PHP Multi site login

Question

I am currently working on a project that spans accross multiple domains. What I want is for the user to be able to login on one site and be logged in on all the others at the same time.

The users session is stored in the database, the cookies that I set on each domain contain the session id.

So basically when a user logs in to example.com a cookie is created with their session id, the session data is stored in the database. Once this is done a cookie needs to be created on all the other domains with this unique session id so that as the user travels from site to site they will automatically be logged in.

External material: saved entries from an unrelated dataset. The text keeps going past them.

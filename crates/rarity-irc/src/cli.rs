//! Argument parsing, exit codes, and connection setup for the IRC bridge.

use std::fmt::{self, Display, Formatter};
use std::sync::Arc;
use std::time::Duration;

use anyhow::anyhow;
use clap::Parser;
use rarity_telemetry::{LogFormat, LoggingConfig, init_logging};
use reqwest::Url;
use tokio::net::TcpStream;
use tracing::info;

use crate::bot::Bot;
use crate::client::RpcClient;
use crate::session::run_session;

const DEFAULT_IRC_SERVER: &str = "127.0.0.1:6667";
const DEFAULT_NICKNAME: &str = "Rarity|nina";
const DEFAULT_CHANNELS: &str = "#lolinano";
const DEFAULT_RPC_URL: &str = "http://127.0.0.1:8800";
// Mutating procedures wait for engine confirmation, which may take up to the daemon's
// waiter expiry (600 s by default).
const DEFAULT_TIMEOUT_SECS: u64 = 660;

#[derive(Parser, Debug)]
#[command(
    name = "rarity-irc",
    about = "Relay IRC chat commands to a Rarity RPC server",
    version
)]
pub(crate) struct Cli {
    /// IRC server as `host:port`.
    #[arg(long, env = "RARITY_IRC_SERVER", default_value = DEFAULT_IRC_SERVER)]
    server: String,
    /// Nickname the bot registers and answers to.
    #[arg(long, env = "RARITY_IRC_NICK", default_value = DEFAULT_NICKNAME)]
    nickname: String,
    /// Channels to join once registered.
    #[arg(
        long = "channel",
        env = "RARITY_IRC_CHANNELS",
        value_delimiter = ',',
        default_value = DEFAULT_CHANNELS
    )]
    channels: Vec<String>,
    /// Base URL of the RPC server.
    #[arg(long, env = "RARITY_RPC_URL", default_value = DEFAULT_RPC_URL, value_parser = parse_url)]
    rpc_url: Url,
    /// Per-request timeout in seconds.
    #[arg(long, env = "RARITY_RPC_TIMEOUT_SECS", default_value_t = DEFAULT_TIMEOUT_SECS)]
    timeout: u64,
    /// Log level used when `RUST_LOG` is unset.
    #[arg(long, env = "RARITY_LOG_LEVEL", default_value = "info")]
    log_level: String,
    /// Log output format (`json` or `pretty`).
    #[arg(long, env = "RARITY_LOG_FORMAT", value_parser = parse_log_format)]
    log_format: Option<LogFormat>,
}

/// CLI-level error type to distinguish validation from operational failures.
#[derive(Debug)]
pub(crate) enum CliError {
    Validation(String),
    Failure(anyhow::Error),
}

/// Convenience alias for functions returning a `CliError`.
pub(crate) type CliResult<T> = Result<T, CliError>;

impl CliError {
    fn validation(message: impl Into<String>) -> Self {
        Self::Validation(message.into())
    }

    fn failure(error: impl Into<anyhow::Error>) -> Self {
        Self::Failure(error.into())
    }

    const fn exit_code(&self) -> i32 {
        match self {
            Self::Validation(_) => 2,
            Self::Failure(_) => 3,
        }
    }

    fn display_message(&self) -> String {
        match self {
            Self::Validation(message) => message.clone(),
            Self::Failure(error) => format!("{error:#}"),
        }
    }
}

impl Display for CliError {
    fn fmt(&self, formatter: &mut Formatter<'_>) -> fmt::Result {
        formatter.write_str("irc bridge error")
    }
}

impl std::error::Error for CliError {}

/// Parses arguments, connects to IRC, and relays commands until the connection ends.
/// Returns the process exit code.
pub async fn run() -> i32 {
    let cli = Cli::parse();
    match bridge(cli).await {
        Ok(()) => 0,
        Err(err) => {
            eprintln!("error: {}", err.display_message());
            err.exit_code()
        }
    }
}

async fn bridge(cli: Cli) -> CliResult<()> {
    let channels = validate_channels(&cli.channels)?;
    if cli.nickname.trim().is_empty() || cli.nickname.contains(' ') {
        return Err(CliError::validation(
            "nickname must be non-empty and contain no spaces",
        ));
    }

    init_logging(&LoggingConfig {
        level: &cli.log_level,
        format: cli.log_format.unwrap_or_else(LogFormat::infer),
        ..LoggingConfig::default()
    })
    .map_err(CliError::failure)?;

    let remote = RpcClient::new(cli.rpc_url.clone(), Duration::from_secs(cli.timeout))
        .map_err(|err| CliError::failure(anyhow!("failed to build HTTP client: {err}")))?;
    let bot = Arc::new(Bot::new(cli.nickname.clone(), Arc::new(remote)));

    let stream = TcpStream::connect(&cli.server)
        .await
        .map_err(|err| CliError::failure(anyhow!("failed to connect to {}: {err}", cli.server)))?;
    info!(
        server = %cli.server,
        rpc_url = %cli.rpc_url,
        nickname = %cli.nickname,
        "connected to irc server"
    );

    run_session(stream, bot, &channels)
        .await
        .map_err(CliError::failure)?;
    Err(CliError::failure(anyhow!("irc server closed the connection")))
}

fn validate_channels(channels: &[String]) -> CliResult<Vec<String>> {
    let channels: Vec<String> = channels
        .iter()
        .map(|channel| channel.trim().to_string())
        .filter(|channel| !channel.is_empty())
        .collect();
    if let Some(bad) = channels
        .iter()
        .find(|channel| !channel.starts_with(['#', '&']) || channel.contains(' '))
    {
        return Err(CliError::validation(format!(
            "invalid channel '{bad}': channels start with '#' or '&' and contain no spaces"
        )));
    }
    Ok(channels)
}

/// Parse the RPC URL provided to the bridge.
fn parse_url(input: &str) -> Result<Url, String> {
    input
        .parse::<Url>()
        .map_err(|err| format!("invalid URL '{input}': {err}"))
}

fn parse_log_format(input: &str) -> Result<LogFormat, String> {
    input.parse()
}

Now I have found a way to do this in Firefox (using image tags that executes PHP scripts on the other domains, essentially creating the different cookies on the different domains) but this method doesn't work in IE (havn't tested Opera or Safari etc. yet).

Does anyone have any ideas about how I can get this to work in IE?

Answer 1

Not sure if it a good suggestion at this point in your development, but you should definitely look at Single Sign-on if you want to do it the "right" way.

Answer 2

I haven't done this myself, but I think you're going the right way. I would probably do the same, except instead of an image I would use a Javascript file. It would be generated on the serverer side and would update the cookies on the client side.

Answer 3

Is it just me, or does it sound like your CSRFing yourself with your technique using images that works in Firefox?

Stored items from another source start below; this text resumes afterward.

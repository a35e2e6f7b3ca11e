//! Command execution and chat replies.
//!
//! # Design
//! - A PRIVMSG becomes a [`Request`] only when its sender hostmask parses and its text is a
//!   command addressed to the bot; everything else is ignored.
//! - Replies go back to the channel the command arrived on, or to the sender for direct messages.
//! - `start`/`stop` act on every match and reply once per torrent; a failure on one torrent
//!   does not stop the others.

use std::sync::Arc;

use rarity_api_models::InfoHash;
use tracing::{debug, info, warn};

use crate::client::{RemoteError, TorrentRemote};
use crate::command::ChatCommand;
use crate::protocol::{Hostmask, Message};

/// A command ready to execute, with its reply routing.
#[derive(Debug, Clone, PartialEq, Eq)]
pub(crate) struct Request {
    pub(crate) sender: String,
    pub(crate) reply_to: String,
    pub(crate) command: ChatCommand,
}

/// Chat front-end over a [`TorrentRemote`].
#[derive(Clone)]
pub(crate) struct Bot {
    nickname: String,
    remote: Arc<dyn TorrentRemote>,
}

impl Bot {
    pub(crate) fn new(nickname: impl Into<String>, remote: Arc<dyn TorrentRemote>) -> Self {
        Self {
            nickname: nickname.into(),
            remote,
        }
    }

    pub(crate) fn nickname(&self) -> &str {
        &self.nickname
    }

    /// Extract a command from a decoded PRIVMSG.
    pub(crate) fn request(&self, message: &Message) -> Option<Request> {
        let prefix = message.prefix.as_deref()?;
        let hostmask = match prefix.parse::<Hostmask>() {
            Ok(hostmask) => hostmask,
            Err(err) => {
                debug!(error = %err, detail = %err.detail(), "ignoring message from unparsable sender");
                return None;
            }
        };
        let target = message.param(0)?;
        let command = ChatCommand::parse(&self.nickname, message.param(1)?)?;
        info!(
            nick = %hostmask.nick,
            user = %hostmask.user,
            host = %hostmask.host,
            channel = target,
            command = command.verb(),
            "chat command received"
        );
        let reply_to = if target.eq_ignore_ascii_case(&self.nickname) {
            hostmask.nick.clone()
        } else {
            target.to_string()
        };
        Some(Request {
            sender: hostmask.nick,
            reply_to,
            command,
        })
    }

    /// Execute `request` and return the reply lines in order.
    pub(crate) async fn respond(&self, request: &Request) -> Vec<String> {
        let nick = request.sender.as_str();
        match &request.command {
            ChatCommand::Add { url } => vec![self.add(nick, url).await],
            ChatCommand::Find { pattern } => self.find(nick, pattern).await,
            ChatCommand::Start { pattern } => self.transition(nick, pattern, Transition::Start).await,
            ChatCommand::Stop { pattern } => self.transition(nick, pattern, Transition::Stop).await,
        }
    }

    async fn add(&self, nick: &str, url: &str) -> String {
        match self.add_named(url).await {
            Ok(name) => format!("{nick}: Added: {name}"),
            Err(err) => failed(nick, &err),
        }
    }

    async fn add_named(&self, url: &str) -> Result<String, RemoteError> {
        let info_hash = self.remote.add_torrent(url).await?;
        self.remote.get_torrent_name(&info_hash).await
    }

    async fn find(&self, nick: &str, pattern: &str) -> Vec<String> {
        match self.remote.find_torrent(pattern).await {
            Ok(found) => std::iter::once(format!("{nick}:"))
                .chain(found.values().map(|record| format!("  {}", record.name)))
                .collect(),
            Err(err) => vec![failed(nick, &err)],
        }
    }

    async fn transition(&self, nick: &str, pattern: &str, transition: Transition) -> Vec<String> {
        let found = match self.remote.find_torrent(pattern).await {
            Ok(found) => found,
            Err(err) => return vec![failed(nick, &err)],
        };
        let mut replies = Vec::with_capacity(found.len());
        for info_hash in found.keys() {
            let reply = match self.apply(info_hash, transition).await {
                Ok(name) => format!("{nick}: {}: {name}", transition.past_tense()),
                Err(err) => failed(nick, &err),
            };
            replies.push(reply);
        }
        replies
    }

    async fn apply(&self, info_hash: &InfoHash, transition: Transition) -> Result<String, RemoteError> {
        let confirmed = match transition {
            Transition::Start => self.remote.resume_torrent(info_hash).await?,
            Transition::Stop => self.remote.pause_torrent(info_hash).await?,
        };
        let metainfo = self.remote.get_torrent_metainfo(&confirmed).await?;
        Ok(metainfo.name)
    }
}

#[derive(Debug, Clone, Copy)]
enum Transition {
    Start,
    Stop,
}

impl Transition {
    const fn past_tense(self) -> &'static str {
        match self {
            Self::Start => "started",
            Self::Stop => "stopped",
        }
    }
}

fn failed(nick: &str, err: &RemoteError) -> String {
    warn!(
        procedure = err.procedure(),
        request_id = ?err.request_id(),
        error = %err,
        "chat command failed"
    );
    format!("{nick}: Failed: {}", err.reply_text())
}

#[cfg(test)]
mod tests {
    use super::*;
    use crate::testing::FakeRemote;
    use anyhow::{Result, anyhow};

    const NICK: &str = "Rarity|nina";

    fn privmsg(prefix: &str, target: &str, text: &str) -> Result<Message> {
        Ok(Message::parse(&format!(":{prefix} PRIVMSG {target} :{text}"))?)
    }

    fn request(bot: &Bot, text: &str) -> Result<Request> {
        bot.request(&privmsg("alice!al@example.net", "#lolinano", text)?)
            .ok_or_else(|| anyhow!("no command recognised in {text:?}"))
    }

    #[test]
    fn requests_route_replies_to_channel_or_sender() -> Result<()> {
        let bot = Bot::new(NICK, Arc::new(FakeRemote::default()));
        let in_channel = request(&bot, "Rarity|nina: torrent find x")?;
        assert_eq!(in_channel.sender, "alice");
        assert_eq!(in_channel.reply_to, "#lolinano");

        let direct = bot
            .request(&privmsg(
                "alice!al@example.net",
                NICK,
                "Rarity|nina: torrent find x",
            )?)
            .ok_or_else(|| anyhow!("direct message not recognised"))?;
        assert_eq!(direct.reply_to, "alice");
        Ok(())
    }

    #[test]
    fn malformed_senders_and_chatter_are_ignored() -> Result<()> {
        let bot = Bot::new(NICK, Arc::new(FakeRemote::default()));
        assert_eq!(
            bot.request(&privmsg("irc.example.net", "#lolinano", "Rarity|nina: torrent find x")?),
            None
        );
        assert_eq!(
            bot.request(&privmsg("alice!al@example.net", "#lolinano", "hello there")?),
            None
        );
        Ok(())
    }

    #[tokio::test]
    async fn add_replies_with_the_torrent_name() -> Result<()> {
        let remote = Arc::new(FakeRemote::default().with_torrent(0x11, "ubuntu.iso"));
        let bot = Bot::new(NICK, remote);
        let replies = bot
            .respond(&request(&bot, "Rarity|nina: torrent add http://example.test/u.torrent")?)
            .await;
        assert_eq!(replies, vec!["alice: Added: ubuntu.iso"]);
        Ok(())
    }

    #[tokio::test]
    async fn add_failure_reports_the_problem_detail() -> Result<()> {
        let remote = Arc::new(FakeRemote::default().failing("metainfo download failed"));
        let bot = Bot::new(NICK, remote);
        let replies = bot
            .respond(&request(&bot, "Rarity|nina: torrent add http://example.test/x.torrent")?)
            .await;
        assert_eq!(replies, vec!["alice: Failed: metainfo download failed"]);
        Ok(())
    }

    #[tokio::test]
    async fn find_lists_each_match_under_a_header() -> Result<()> {
        let remote = Arc::new(
            FakeRemote::default()
                .with_torrent(0x01, "debian.iso")
                .with_torrent(0x02, "ubuntu.iso"),
        );
        let bot = Bot::new(NICK, remote);
        let replies = bot.respond(&request(&bot, "Rarity|nina: torrent find iso")?).await;
        assert_eq!(replies, vec!["alice:", "  debian.iso", "  ubuntu.iso"]);

        let none = bot.respond(&request(&bot, "Rarity|nina: torrent find zzz")?).await;
        assert_eq!(none, vec!["alice:"]);
        Ok(())
    }

    #[tokio::test]
    async fn start_and_stop_reply_per_torrent() -> Result<()> {
        let remote = Arc::new(
            FakeRemote::default()
                .with_torrent(0x01, "debian.iso")
                .with_torrent(0x02, "debian-dvd.iso"),
        );
        let bot = Bot::new(NICK, remote.clone());

        let stopped = bot.respond(&request(&bot, "Rarity|nina: torrent stop debian")?).await;
        assert_eq!(
            stopped,
            vec!["alice: stopped: debian.iso", "alice: stopped: debian-dvd.iso"]
        );
        assert!(remote.is_paused(0x01) && remote.is_paused(0x02));

        let started = bot.respond(&request(&bot, "Rarity|nina: torrent start dvd")?).await;
        assert_eq!(started, vec!["alice: started: debian-dvd.iso"]);
        assert!(remote.is_paused(0x01));
        assert!(!remote.is_paused(0x02));
        Ok(())
    }

    #[tokio::test]
    async fn find_failure_is_reported_once() -> Result<()> {
        let remote = Arc::new(FakeRemote::default().failing("invalid find pattern"));
        let bot = Bot::new(NICK, remote);
        let replies = bot.respond(&request(&bot, "Rarity|nina: torrent start (")?).await;
        assert_eq!(replies, vec!["alice: Failed: invalid find pattern"]);
        assert_eq!(bot.nickname(), NICK);
        Ok(())
    }
}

Interesting approach, although I hope you're not opening yourself up to a security threat there.

Answer 4

Possibly me being a bit silly, but could you not set the cookies for each domain name on login? So rather than them having one cookie when they login to Site A, they have five, or however many sites you have?

setcookie(A, $sessid, expire, path, domainA.com);
setcookie(B, $sessid, expire, path, domainB.com);
setcookie(C, $sessid, expire, path, domainC.com);
setcookie(D, $sessid, expire, path, domainD.com);

Answer 5

Have a look at my question Cross Domain User Tracking.

What you need to do is to add another HTTP header to the "image".

Quote from Session variables are lost if you use FRAMESET in Internet Explorer 6:

You can add a P3P compact policy header to your child content, and you can declare that no malicious actions are performed with the data of the user. If Internet Explorer detects a satisfactory policy, then Internet Explorer permits the cookie to be set.

A simple compact policy that fulfills this criteria follows:

P3P: CP="CAO PSA OUR"

This code sample shows that your site provides you access to your own contact information (CAO), that any analyzed data is only "pseudo-analyzed", which means that the data is connected to your online persona and not to your physical identity (PSA), and that your data is not supplied to any outside agencies for those agencies to use (OUR).

You can set this header if you use the Response.AddHeader method in an ASP page. In ASP.NET, you can use the Response.AppendHeader method. You can use the IIS Management Snap-In (inetmgr) to add to a static file.

Follow these steps to add this header to a static file:

1. Click Start, click Run, and then type inetmgr.
2. In the left navigation page, click the appropriate file or directory in your Web site to which you want to add the header, right-click the file, and then click Properties.
3. Click the HTTP Headers tab.
4. In the Custom HTTP Headers group box, click Add.
5. Type P3P for the header name, and then for the compact policy string, type CP=..., where "..." is the appropriate code for your compact policy.